Start of PROVIDED RECORDS

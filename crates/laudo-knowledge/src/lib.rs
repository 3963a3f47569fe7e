//! laudo-knowledge
//!
//! The ultrasound knowledge base. Pure data, no I/O. Defines each exam
//! type, its categories (organs/regions) and the standardized findings a
//! clinician can select, plus the conclusion → guidance lookup.

pub mod error;
pub mod exams;
pub mod guidance;

use std::collections::HashSet;
use std::sync::LazyLock;

use laudo_core::models::finding::{Category, FindingDefinition};
use thiserror::Error;

use error::KnowledgeError;
use guidance::GuidanceTable;

/// Trait implemented by each exam type in the catalogue.
pub trait Exam: Send + Sync {
    /// Short slug (e.g. "abdome-total").
    fn id(&self) -> &str;

    /// Exam type name as shown to clinicians (e.g. "US Abdome - Total").
    fn name(&self) -> &str;

    /// Scanning technique sentence printed in the report header.
    fn technique(&self) -> &str;

    /// Categories in narrative order.
    fn categories(&self) -> &[Category];

    /// The category holding `finding_id`, if this exam contains it.
    fn category_of(&self, finding_id: &str) -> Option<&Category> {
        self.categories().iter().find(|c| c.contains(finding_id))
    }

    fn finding_count(&self) -> usize {
        self.categories().iter().map(|c| c.findings.len()).sum()
    }
}

/// Return all registered exam types, in menu order.
pub fn all_exams() -> Vec<Box<dyn Exam>> {
    vec![
        Box::new(exams::thyroid::CervicalThyroid),
        Box::new(exams::abdomen::TotalAbdomen),
        Box::new(exams::female_pelvis::FemalePelvis),
        Box::new(exams::obstetric_first::ObstetricFirstTrimester),
        Box::new(exams::obstetric_later::ObstetricLaterTrimesters),
    ]
}

/// Technique sentence for reports whose exam type is unknown or absent.
pub const DEFAULT_TECHNIQUE: &str =
    "Exame realizado com transdutor apropriado na modalidade bidimensional.";

static KNOWLEDGE_BASE: LazyLock<KnowledgeBase> = LazyLock::new(KnowledgeBase::load);

/// An integrity problem in the catalogue.
#[derive(Debug, Clone, PartialEq, Eq, Error)]
pub enum KnowledgeIssue {
    #[error("finding id '{finding_id}' is defined more than once")]
    DuplicateFindingId { finding_id: String },

    #[error("{exam_type} / {category}: more than one normal variant")]
    MultipleNormalVariants { exam_type: String, category: String },

    #[error("{exam_type} / {category}: category has no findings")]
    EmptyCategory { exam_type: String, category: String },
}

/// Read-only catalogue of exam types, categories and findings.
///
/// Loaded once and shared; nothing mutates it after construction.
pub struct KnowledgeBase {
    exams: Vec<Box<dyn Exam>>,
    guidance: GuidanceTable,
}

impl KnowledgeBase {
    pub fn load() -> Self {
        Self::from_exams(all_exams())
    }

    pub fn from_exams(exams: Vec<Box<dyn Exam>>) -> Self {
        let guidance = GuidanceTable::build(&exams);
        let kb = Self { exams, guidance };

        tracing::info!(
            exam_types = kb.exams.len(),
            findings = kb.exams.iter().map(|e| e.finding_count()).sum::<usize>(),
            guidance_entries = kb.guidance.len(),
            "knowledge base loaded"
        );
        for issue in kb.validate() {
            tracing::warn!(%issue, "knowledge base integrity issue");
        }
        kb
    }

    /// The process-wide knowledge base.
    pub fn global() -> &'static KnowledgeBase {
        &KNOWLEDGE_BASE
    }

    pub fn list_exam_types(&self) -> Vec<&str> {
        self.exams.iter().map(|e| e.name()).collect()
    }

    /// Look up an exam type by name or slug.
    pub fn exam(&self, exam_type: &str) -> Result<&dyn Exam, KnowledgeError> {
        self.exams
            .iter()
            .find(|e| e.name() == exam_type || e.id() == exam_type)
            .map(|e| e.as_ref())
            .ok_or_else(|| KnowledgeError::UnknownExamType(exam_type.to_string()))
    }

    pub fn categories(&self, exam_type: &str) -> Result<&[Category], KnowledgeError> {
        Ok(self.exam(exam_type)?.categories())
    }

    pub fn technique(&self, exam_type: &str) -> Result<&str, KnowledgeError> {
        Ok(self.exam(exam_type)?.technique())
    }

    /// Technique of `exam_type`, or [`DEFAULT_TECHNIQUE`] if it is unknown.
    pub fn technique_or_default(&self, exam_type: &str) -> &str {
        self.technique(exam_type).unwrap_or(DEFAULT_TECHNIQUE)
    }

    /// Find a finding definition anywhere in the catalogue.
    pub fn find_definition(&self, finding_id: &str) -> Result<&FindingDefinition, KnowledgeError> {
        self.exams
            .iter()
            .flat_map(|e| e.categories())
            .flat_map(|c| &c.findings)
            .find(|f| f.id == finding_id)
            .ok_or_else(|| KnowledgeError::UnknownFinding(finding_id.to_string()))
    }

    /// The category of `exam_type` that holds `finding_id`.
    pub fn category_of(&self, exam_type: &str, finding_id: &str) -> Result<&Category, KnowledgeError> {
        let exam = self.exam(exam_type)?;
        if let Some(category) = exam.category_of(finding_id) {
            return Ok(category);
        }
        // Distinguish a typo from a finding that belongs to another exam.
        self.find_definition(finding_id)?;
        Err(KnowledgeError::FindingNotInExam {
            exam_type: exam.name().to_string(),
            finding_id: finding_id.to_string(),
        })
    }

    pub fn guidance_for(&self, conclusion: &str) -> Option<&str> {
        self.guidance.guidance_for(conclusion)
    }

    /// Check catalogue integrity. An empty result means the catalogue is sound.
    pub fn validate(&self) -> Vec<KnowledgeIssue> {
        let mut issues = Vec::new();
        let mut seen = HashSet::new();

        for exam in &self.exams {
            for category in exam.categories() {
                if category.findings.is_empty() {
                    issues.push(KnowledgeIssue::EmptyCategory {
                        exam_type: exam.name().to_string(),
                        category: category.name.clone(),
                    });
                }
                if category.findings.iter().filter(|f| f.is_normal_variant).count() > 1 {
                    issues.push(KnowledgeIssue::MultipleNormalVariants {
                        exam_type: exam.name().to_string(),
                        category: category.name.clone(),
                    });
                }
                for finding in &category.findings {
                    if !seen.insert(finding.id.as_str()) {
                        issues.push(KnowledgeIssue::DuplicateFindingId {
                            finding_id: finding.id.clone(),
                        });
                    }
                }
            }
        }
        issues
    }
}
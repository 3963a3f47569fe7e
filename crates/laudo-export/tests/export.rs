use laudo_core::models::report::ReportHeader;
use laudo_engine::assemble::{AssembledReport, ReportAssembler};
use laudo_engine::rules::SelectionRules;
use laudo_engine::store::FindingStateStore;
use laudo_export::docx::generate_docx;
use laudo_export::paginate::{paginate, wrap_line};
use laudo_export::render::{render_default, render_template};
use laudo_export::styles::{DocumentStyles, PageLayout};
use laudo_knowledge::KnowledgeBase;
use pretty_assertions::assert_eq;

fn report(exam: Option<&str>, findings: &[&str]) -> AssembledReport {
    let kb = KnowledgeBase::global();
    let rules = SelectionRules::new(kb);
    let mut store = FindingStateStore::new();
    if let Some(exam) = exam {
        for finding in findings {
            rules.toggle(&mut store, exam, finding, true).unwrap();
        }
    }
    let header = ReportHeader {
        doctor_name: "Dr. Carlos Lima".to_string(),
        patient_name: "Ana Costa".to_string(),
        ..ReportHeader::default()
    };
    ReportAssembler::new(kb).assemble(exam, &header, &store).unwrap()
}

#[test]
fn default_template_matches_plain_text_rendering() {
    let with_guidance = report(Some("abdome-total"), &["colelitiase", "baco-normal"]);
    assert_eq!(render_default(&with_guidance).unwrap(), with_guidance.render_text());

    let no_exam = report(None, &[]);
    assert_eq!(render_default(&no_exam).unwrap(), no_exam.render_text());
}

#[test]
fn default_template_omits_empty_guidance() {
    let mut assembled = report(Some("abdome-total"), &["colelitiase"]);
    assembled.guidance.clear();

    let text = render_default(&assembled).unwrap();
    assert!(!text.contains("ORIENTAÇÕES"));
    assert_eq!(text, assembled.render_text());
}

#[test]
fn custom_letterhead_template() {
    let assembled = report(Some("abdome-total"), &["colelitiase"]);
    let template = "CLÍNICA SÃO LUCAS\n{{ header.patient_name }} / {{ header.patient_gender }}\n{{ conclusions | length }} conclusão(ões)";

    let text = render_template("clinica.txt", template, &assembled).unwrap();
    assert_eq!(text, "CLÍNICA SÃO LUCAS\nAna Costa / [Gênero]\n1 conclusão(ões)");
}

#[test]
fn broken_template_is_a_parse_error() {
    let assembled = report(None, &[]);
    let err = render_template("broken.txt", "{% for x in %}", &assembled).unwrap_err();
    assert!(matches!(err, laudo_export::error::ExportError::TemplateParse(_)));
}

#[test]
fn docx_output_is_a_zip_archive() {
    let assembled = report(Some("cervical-tireoide"), &["tireoide-normal"]);
    let bytes = generate_docx(&assembled.render_text(), &DocumentStyles::default()).unwrap();
    assert!(bytes.starts_with(b"PK"));
}

#[test]
fn wrap_keeps_short_lines_and_blank_lines() {
    assert_eq!(wrap_line("Fígado sem alterações.", 40), vec!["Fígado sem alterações."]);
    assert_eq!(wrap_line("", 40), vec![""]);
}

#[test]
fn wrap_breaks_on_word_boundaries_counting_characters() {
    assert_eq!(
        wrap_line("Vesícula biliar normodistendida, de paredes finas", 20),
        vec!["Vesícula biliar", "normodistendida, de", "paredes finas"]
    );
}

#[test]
fn wrap_hard_splits_long_words() {
    assert_eq!(wrap_line("ab abcdefghij c", 4), vec!["ab", "abcd", "efgh", "ij c"]);
}

#[test]
fn paginate_groups_wrapped_lines() {
    let layout = PageLayout {
        chars_per_line: 10,
        lines_per_page: 2,
    };
    let pages = paginate("um dois tres quatro\n\ncinco", &layout);

    assert_eq!(pages.len(), 3);
    assert_eq!(pages[0].number, 1);
    assert_eq!(pages[0].lines, vec!["um dois", "tres"]);
    assert_eq!(pages[1].lines, vec!["quatro", ""]);
    assert_eq!(pages[2].number, 3);
    assert_eq!(pages[2].lines, vec!["cinco"]);
}

#[test]
fn every_rendered_line_fits_the_layout() {
    let assembled = report(Some("abdome-total"), &["esteatose-hepatica", "colelitiase", "cisto-renal"]);
    let layout = PageLayout::default();

    let pages = paginate(&assembled.render_text(), &layout);
    assert!(!pages.is_empty());
    for page in &pages {
        assert!(page.lines.len() <= layout.lines_per_page);
        for line in &page.lines {
            assert!(line.chars().count() <= layout.chars_per_line, "{line}");
        }
    }
}
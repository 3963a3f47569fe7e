use crate::styles::PageLayout;

/// One page of wrapped report text.
#[derive(Debug, Clone, PartialEq, Eq)]
pub struct Page {
    /// 1-based.
    pub number: usize,
    pub lines: Vec<String>,
}

/// Split plain text into pages.
///
/// Each `\n`-separated line is word-wrapped to `chars_per_line` characters
/// (words longer than a line are hard-split) and the wrapped lines are
/// grouped `lines_per_page` at a time. Blank lines are kept. Zero-sized
/// layouts are treated as one character / one line.
pub fn paginate(text: &str, layout: &PageLayout) -> Vec<Page> {
    let width = layout.chars_per_line.max(1);
    let height = layout.lines_per_page.max(1);

    let wrapped: Vec<String> = text.lines().flat_map(|line| wrap_line(line, width)).collect();

    let pages: Vec<Page> = wrapped
        .chunks(height)
        .enumerate()
        .map(|(i, lines)| Page {
            number: i + 1,
            lines: lines.to_vec(),
        })
        .collect();

    tracing::debug!(lines = wrapped.len(), pages = pages.len(), "text paginated");
    pages
}

/// Word-wrap a single line. Always yields at least one (possibly empty) line.
pub fn wrap_line(line: &str, width: usize) -> Vec<String> {
    let width = width.max(1);
    let mut out = Vec::new();
    let mut current = String::new();
    let mut current_len = 0usize;

    for word in line.split_whitespace() {
        let word_len = word.chars().count();

        if word_len > width {
            if !current.is_empty() {
                out.push(std::mem::take(&mut current));
            }
            let chars: Vec<char> = word.chars().collect();
            let mut chunks = chars.chunks(width).peekable();
            while let Some(chunk) = chunks.next() {
                let piece: String = chunk.iter().collect();
                if chunks.peek().is_some() {
                    out.push(piece);
                } else {
                    current_len = chunk.len();
                    current = piece;
                }
            }
            continue;
        }

        if current.is_empty() {
            current.push_str(word);
            current_len = word_len;
        } else if current_len + 1 + word_len <= width {
            current.push(' ');
            current.push_str(word);
            current_len += 1 + word_len;
        } else {
            out.push(std::mem::replace(&mut current, word.to_string()));
            current_len = word_len;
        }
    }

    if !current.is_empty() || out.is_empty() {
        out.push(current);
    }
    out
}
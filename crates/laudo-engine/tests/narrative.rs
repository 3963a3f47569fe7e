use laudo_core::error::GenerationError;
use laudo_core::models::narrative::{NarrativeGenerator, NarrativeReport, NarrativeRequest};
use laudo_core::models::report::ReportHeader;
use laudo_engine::assemble::{AssembledReport, ReportAssembler};
use laudo_engine::narrative::{DEFAULT_OBSERVATIONS, deterministic_narrative, narrate, render_narrative};
use laudo_engine::rules::SelectionRules;
use laudo_engine::store::FindingStateStore;
use laudo_knowledge::KnowledgeBase;
use pretty_assertions::assert_eq;

const ABDOMEN: &str = "US Abdome - Total";

struct Canned;

impl NarrativeGenerator for Canned {
    fn name(&self) -> &str {
        "canned"
    }

    fn generate(&self, request: &NarrativeRequest) -> Result<NarrativeReport, GenerationError> {
        Ok(NarrativeReport {
            technique: "Técnica padrão.".to_string(),
            report: format!("{} achado(s).", request.findings.len()),
            conclusion: "Conclusão gerada.".to_string(),
            observations: None,
        })
    }
}

struct Offline;

impl NarrativeGenerator for Offline {
    fn name(&self) -> &str {
        "offline"
    }

    fn generate(&self, _request: &NarrativeRequest) -> Result<NarrativeReport, GenerationError> {
        Err(GenerationError::Unavailable("connection refused".to_string()))
    }
}

fn assembled() -> AssembledReport {
    let kb = KnowledgeBase::global();
    let rules = SelectionRules::new(kb);
    let mut store = FindingStateStore::new();
    rules.toggle(&mut store, ABDOMEN, "colelitiase", true).unwrap();
    rules.toggle(&mut store, ABDOMEN, "esteatose-hepatica", true).unwrap();

    let header = ReportHeader {
        patient_name: "João Pereira".to_string(),
        patient_gender: "Masculino".to_string(),
        ..ReportHeader::default()
    };
    ReportAssembler::new(kb)
        .assemble(Some(ABDOMEN), &header, &store)
        .unwrap()
}

#[test]
fn narrative_request_carries_patient_and_findings() {
    let report = assembled();
    let request = report.narrative_request(Some(54), Some("Dor abdominal".to_string()));

    assert_eq!(request.exam_type, ABDOMEN);
    assert_eq!(request.patient_name, "João Pereira");
    assert_eq!(request.gender.as_deref(), Some("Masculino"));
    assert_eq!(request.age, Some(54));
    assert_eq!(request.findings, report.findings);
}

#[test]
fn generator_output_is_used_when_available() {
    let report = assembled();
    let request = report.narrative_request(None, None);

    let narrative = narrate(Some(&Canned), &request, &report);
    assert_eq!(narrative.report, "2 achado(s).");
}

#[test]
fn failing_generator_falls_back_to_assembled_report() {
    let report = assembled();
    let request = report.narrative_request(None, None);

    let narrative = narrate(Some(&Offline), &request, &report);
    assert_eq!(narrative, deterministic_narrative(&report));
}

#[test]
fn missing_generator_falls_back_to_assembled_report() {
    let report = assembled();
    let request = report.narrative_request(None, None);

    let narrative = narrate(None, &request, &report);
    assert_eq!(narrative.technique, report.technique.clone().unwrap());
    assert_eq!(narrative.report, report.findings.join("\n"));
    assert_eq!(
        narrative.conclusion,
        "- Esteatose hepática (infiltração gordurosa). Recomenda-se acompanhamento clínico e controle de fatores de risco.\n\
         - Colelitíase. Recomenda-se avaliação cirúrgica para colecistectomia, se sintomático."
    );
    assert_eq!(narrative.observations.as_deref(), Some(DEFAULT_OBSERVATIONS));
}

#[test]
fn narrative_render_keeps_header_and_guidance() {
    let report = assembled();
    let narrative = narrate(Some(&Canned), &report.narrative_request(None, None), &report);
    let text = render_narrative(&report, &narrative);

    let technique = text.find("TÉCNICA:\nTécnica padrão.").unwrap();
    let findings = text.find("ACHADOS:\n2 achado(s).").unwrap();
    let conclusion = text.find("CONCLUSÃO:\nConclusão gerada.").unwrap();
    let guidance = text.find("ORIENTAÇÕES:").unwrap();

    assert!(text.starts_with("LAUDO DE ULTRASSOM\n"));
    assert!(technique < findings && findings < conclusion && conclusion < guidance);
    assert!(!text.contains("OBSERVAÇÕES:"));
    assert!(text.ends_with(".\n"));
}
use std::path::{Path, PathBuf};

use laudo_auth::roles::DOCTOR_ROLE;
use laudo_narrative::ollama::{DEFAULT_ENDPOINT, DEFAULT_MODEL, DEFAULT_TIMEOUT_SECS, OllamaConfig};
use laudo_storage::fs::write_atomic;
use serde::{Deserialize, Serialize};

/// Current config version. Bump this when adding fields or changing shape.
/// Each bump requires a corresponding entry in [`migrate`].
const CURRENT_VERSION: u32 = 1;

#[derive(Debug, Clone, PartialEq, Serialize, Deserialize)]
pub struct LaudoConfig {
    /// Schema version. Missing or 0 = pre-versioned config.
    #[serde(default)]
    pub config_version: u32,
    /// Report history location. `None` = platform data dir.
    #[serde(default)]
    pub data_dir: Option<PathBuf>,
    /// Header defaults used when a session leaves them blank.
    #[serde(default)]
    pub doctor_name: String,
    #[serde(default)]
    pub doctor_crm: String,
    /// Role id used for authorization.
    #[serde(default = "default_role")]
    pub role: String,
    /// Added in v1.
    pub narrative: NarrativeSettings,
}

#[derive(Debug, Clone, PartialEq, Eq, Serialize, Deserialize)]
pub struct NarrativeSettings {
    pub enabled: bool,
    pub endpoint: String,
    pub model: String,
    pub timeout_secs: u64,
}

fn default_role() -> String {
    DOCTOR_ROLE.to_string()
}

impl Default for NarrativeSettings {
    fn default() -> Self {
        Self {
            enabled: false,
            endpoint: DEFAULT_ENDPOINT.to_string(),
            model: DEFAULT_MODEL.to_string(),
            timeout_secs: DEFAULT_TIMEOUT_SECS,
        }
    }
}

impl NarrativeSettings {
    pub fn ollama(&self) -> OllamaConfig {
        OllamaConfig {
            endpoint: self.endpoint.clone(),
            model: self.model.clone(),
            timeout_secs: self.timeout_secs,
        }
    }
}

impl Default for LaudoConfig {
    fn default() -> Self {
        Self {
            config_version: CURRENT_VERSION,
            data_dir: None,
            doctor_name: String::new(),
            doctor_crm: String::new(),
            role: default_role(),
            narrative: NarrativeSettings::default(),
        }
    }
}

impl LaudoConfig {
    /// Directory holding the report history.
    pub fn resolved_data_dir(&self) -> eyre::Result<PathBuf> {
        match &self.data_dir {
            Some(dir) => Ok(dir.clone()),
            None => {
                let base = dirs::data_dir().ok_or_else(|| eyre::eyre!("no data directory found"))?;
                Ok(base.join("laudo"))
            }
        }
    }
}

pub fn default_config_path() -> eyre::Result<PathBuf> {
    let base = dirs::config_dir().ok_or_else(|| eyre::eyre!("no config directory found"))?;
    Ok(base.join("laudo").join("config.json"))
}

/// Load the config at `path`. A missing file yields the defaults.
pub fn load_config(path: &Path) -> eyre::Result<LaudoConfig> {
    let contents = match std::fs::read_to_string(path) {
        Ok(contents) => contents,
        Err(e) if e.kind() == std::io::ErrorKind::NotFound => {
            tracing::debug!(path = %path.display(), "no config file, using defaults");
            return Ok(LaudoConfig::default());
        }
        Err(e) => return Err(eyre::eyre!("failed to read config at {}: {e}", path.display())),
    };

    // Parse as raw JSON so we can run migrations before deserializing.
    let json: serde_json::Value = serde_json::from_str(&contents)?;
    let on_disk_version = match json.get("config_version").and_then(|v| v.as_u64()) {
        Some(raw) => u32::try_from(raw)
            .map_err(|_| eyre::eyre!("config_version {raw} in {} is out of range", path.display()))?,
        None => 0,
    };

    let migrated = migrate(json, on_disk_version)?;
    let config: LaudoConfig = serde_json::from_value(migrated)?;
    Ok(config)
}

/// Run sequential migrations from `from_version` up to [`CURRENT_VERSION`].
///
/// Each migration is a pure transform on the raw JSON value.
pub fn migrate(mut json: serde_json::Value, from_version: u32) -> eyre::Result<serde_json::Value> {
    if from_version > CURRENT_VERSION {
        return Err(eyre::eyre!(
            "config_version {from_version} is newer than this build supports ({CURRENT_VERSION}). \
             Please update laudo."
        ));
    }

    // v0 → v1: add narrative settings (disabled)
    if from_version < 1 {
        let obj = json
            .as_object_mut()
            .ok_or_else(|| eyre::eyre!("config is not a JSON object"))?;
        obj.entry("narrative")
            .or_insert(serde_json::to_value(NarrativeSettings::default())?);
        obj.insert(
            "config_version".to_string(),
            serde_json::Value::Number(1.into()),
        );
        tracing::info!("migrated config v0 → v1 (added narrative)");
    }

    Ok(json)
}

pub fn save_config(config: &LaudoConfig, path: &Path) -> eyre::Result<()> {
    // Always write the current version, regardless of what was loaded.
    let mut stamped = config.clone();
    stamped.config_version = CURRENT_VERSION;

    let json = serde_json::to_string_pretty(&stamped)?;
    write_atomic(path, json.as_bytes())?;

    tracing::info!(path = %path.display(), "config saved");
    Ok(())
}
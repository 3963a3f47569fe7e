use serde::{Deserialize, Serialize};
use ts_rs::TS;
use uuid::Uuid;

use crate::error::CoreError;

/// Doctor and patient identification printed at the top of a report.
///
/// Values are opaque and substituted verbatim; blank fields render as
/// placeholders.
#[derive(Debug, Clone, Default, PartialEq, Eq, Serialize, Deserialize, TS)]
#[ts(export)]
pub struct ReportHeader {
    #[serde(default)]
    pub doctor_name: String,
    #[serde(default)]
    pub doctor_crm: String,
    #[serde(default)]
    pub patient_name: String,
    #[serde(default)]
    pub patient_birth_date: String,
    #[serde(default)]
    pub patient_gender: String,
}

/// A generated report kept in the report history.
#[derive(Debug, Clone, Serialize, Deserialize, TS)]
#[ts(export)]
pub struct StoredReport {
    pub id: Uuid,
    pub title: String,
    pub exam_type: String,
    pub content: String,
    pub created_at: jiff::Timestamp,
    pub updated_at: jiff::Timestamp,
}

/// Parse a report id typed on the command line or received from a UI.
pub fn parse_report_id(value: &str) -> Result<Uuid, CoreError> {
    Ok(value.trim().parse::<Uuid>()?)
}
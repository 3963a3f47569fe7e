//! laudo-export
//!
//! DOCX generation, letterhead templates and plain-text pagination for
//! assembled reports.

pub mod docx;
pub mod error;
pub mod paginate;
pub mod render;
pub mod styles;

End of PROVIDED RECORDS

EXERCISE AIM:
Go line by line through the records and copy those that contain the word "KnowledgeIssue".

TASK SOLUTION:
pub enum KnowledgeIssue {
    pub fn validate(&self) -> Vec<KnowledgeIssue> {
                    issues.push(KnowledgeIssue::EmptyCategory {
                    issues.push(KnowledgeIssue::MultipleNormalVariants {
                        issues.push(KnowledgeIssue::DuplicateFindingId {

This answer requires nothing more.